Polariton cascade phonon laser

TL;DR

This paper introduces a quantum cascade phonon laser that uses polariton condensates in semiconductor devices to generate high-frequency phonons, enabling new integrated optomechanical applications.

Contribution

It proposes and demonstrates a novel unipolar quantum cascade phonon laser based on polariton condensates in semiconductor microstructures.

Findings

Achieved stimulated phonon emission at 20, 60, and 100 GHz.

Demonstrated efficient phonon generation via polariton down-cascade.

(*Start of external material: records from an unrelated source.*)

impl RetryConfig {
    pub fn tip(&self) -> &RetrySettings {
        self.tip.as_ref().unwrap_or(&self.default)
    }

    pub fn discovery(&self) -> &RetrySettings {
        self.discovery.as_ref().unwrap_or(&self.default)
    }

    pub fn transaction(&self) -> &RetrySettings {
        self.transaction.as_ref().unwrap_or(&self.default)
    }

    pub fn price(&self) -> &RetrySettings {
        self.price.as_ref().unwrap_or(&self.default)
    }

    pub fn trade(&self) -> &RetrySettings {
        self.trade.as_ref().unwrap_or(&self.default)
    }

    fn all(&self) -> Vec<(&'static str, &RetrySettings)> {
        vec![
            ("default", &self.default),
            ("tip", self.tip()),
            ("discovery", self.discovery()),
            ("transaction", self.transaction()),
            ("price", self.price()),
            ("trade", self.trade()),
        ]
    }
}

#[derive(Debug, Clone, Deserialize)]
pub struct DiscoveryConfig {
    /// Program whose creation events are watched
    #[serde(default = "default_program_id")]
    pub program_id: String,
    #[serde(default = "default_poll_interval_secs")]
    pub poll_interval_secs: u64,
    /// Signatures requested per cycle
    #[serde(default = "default_signature_limit")]
    pub signature_limit: usize,
    #[serde(default = "default_dedup_capacity")]
    pub dedup_capacity: usize,
    /// An account is not re-checked in fallback mode within this window
    #[serde(default = "default_account_cooldown_secs")]
    pub account_cooldown_secs: u64,
    /// Accounts re-checked per fallback cycle
    #[serde(default = "default_account_batch_size")]
    pub account_batch_size: usize,
    /// Pause between per-account calls in fallback mode
    #[serde(default = "default_inter_call_delay_ms")]
    pub inter_call_delay_ms: u64,
    #[serde(default = "default_restart_initial_delay_ms")]
    pub restart_initial_delay_ms: u64,
    #[serde(default = "default_restart_max_delay_secs")]
    pub restart_max_delay_secs: u64,
    /// Log substrings that mark a creation instruction
    #[serde(default = "default_create_log_markers")]
    pub create_log_markers: Vec<String>,
}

Opened pathways for integrated high-frequency optomechanical devices.

Abstract

Phonon lasers, as their photon counterparts, rely on the physics of stimulated emission. Arguably, because light does not require a material substrate to propagate, while sound does, the impact of the two technologies has however been highly contrasting, with "sasers" (for sound amplification by stimulated emission of radiation) mostly remaining as an academic curiosity. This might be changing due to the possibility to use coherent sound generation for on-chip processing of information at ultra-high frequencies, and in the quantum realm, in integrated photonic and optomechanical devices. Inspired by the concept of unipolar lasers based on the quantum engineering of states in semiconductor heterostructures, we propose and implement a quantum cascade phonon laser (QCPL). A condensate of exciton-photon quasiparticles (polaritons) is optically induced in a microstructured semiconductor device to jump down a ladder of engineered levels. This down-cascade is accompanied by the efficient stimulated emission of phonons of $\sim 20$, $\sim 60$, and $\sim 100$~GHz, which are designed to strongly interact with the polaritons on the same chip. The proposed concept opens the path for the design of integrated high-frequency optomechanical devices, as for example for non-reciprocal photon transport and multi-wavelength Brillouin lasers.